Assignment –
Give the number of lines in the material below that contain the word "access". No other content is needed.

----------------------------------------

use serde::{Deserialize, Serialize};

use stratus_scanner::RetryPolicy;

/// Configuration for the AWS scanner.
///
/// Contains the region to enumerate, an optional STS assume-role ARN for
/// cross-account access, and an endpoint URL override for local development
/// (e.g. `LocalStack`).
#[derive(Clone, Serialize, Deserialize)]
pub struct AwsScannerConfig {
    /// AWS region (e.g. `"us-east-1"`).
    pub region: String,

    /// Optional IAM role ARN to assume via STS for cross-account access.
    #[serde(default)]
    pub role_arn: Option<String>,

    /// Optional endpoint URL override for local development (e.g. `LocalStack`).
    #[serde(default)]
    pub endpoint_url: Option<String>,

    /// Optional STS session name (defaults to `"stratus-aws-scanner"`).
    #[serde(default)]
    pub session_name: Option<String>,

    /// Optional external ID for cross-account trust policies.
    #[serde(default)]
    pub external_id: Option<String>,

    /// Retry policy for transient API failures during a scan.
    #[serde(skip)]
    pub retry: RetryPolicy,
}

impl std::fmt::Debug for AwsScannerConfig {
    fn fmt(&self, f: &mut std::fmt::Formatter<'_>) -> std::fmt::Result {
        f.debug_struct("AwsScannerConfig")
            .field("region", &self.region)
            .field("role_arn", &self.role_arn.as_ref().map(|_| "[REDACTED]"))
            .field("endpoint_url", &self.endpoint_url)
            .field("session_name", &self.session_name)
            .field("external_id", &self.external_id)
            .field("retry", &self.retry)
            .finish()
    }
}

impl AwsScannerConfig {
    /// Create a new `AwsScannerConfig` with the given region.
    pub fn new(region: impl Into<String>) -> Self {
        Self {
            region: region.into(),
            role_arn: None,
            endpoint_url: None,
            session_name: None,
            external_id: None,
            retry: RetryPolicy::default(),
        }
    }

    /// Set an IAM role ARN to assume via STS.
    #[must_use]
    pub fn with_role_arn(mut self, role_arn: impl Into<String>) -> Self {
        self.role_arn = Some(role_arn.into());
        self
    }

    /// Set an endpoint URL override for local development.
    #[must_use]
    pub fn with_endpoint_url(mut self, endpoint_url: impl Into<String>) -> Self {
        self.endpoint_url = Some(endpoint_url.into());
        self
    }

    /// Set the STS session name for assume-role.
    #[must_use]
    pub fn with_session_name(mut self, session_name: impl Into<String>) -> Self {
        self.session_name = Some(session_name.into());
        self
    }

    /// Set the external ID for cross-account trust policies.
    #[must_use]
    pub fn with_external_id(mut self, external_id: impl Into<String>) -> Self {
        self.external_id = Some(external_id.into());
        self
    }

    /// Set the retry policy.
    #[must_use]
    pub fn with_retry(mut self, retry: RetryPolicy) -> Self {
        self.retry = retry;
        self
    }
}

impl Default for AwsScannerConfig {
    fn default() -> Self {
        Self::new("us-east-1")
    }
}
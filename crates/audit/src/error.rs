use thiserror::Error;

/// Errors raised while building or verifying audit records.
#[derive(Debug, Error)]
pub enum AuditError {
    /// Canonical serialization of the record tuple failed.
    #[error("serialization error: {0}")]
    Serialization(String),

    /// The configured signer failed to produce a signature.
    #[error("signing error: {0}")]
    Signing(String),

    /// A signing or verifying key could not be decoded.
    #[error("invalid key: {0}")]
    InvalidKey(String),
}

----------------------------------------

Expected answer –
2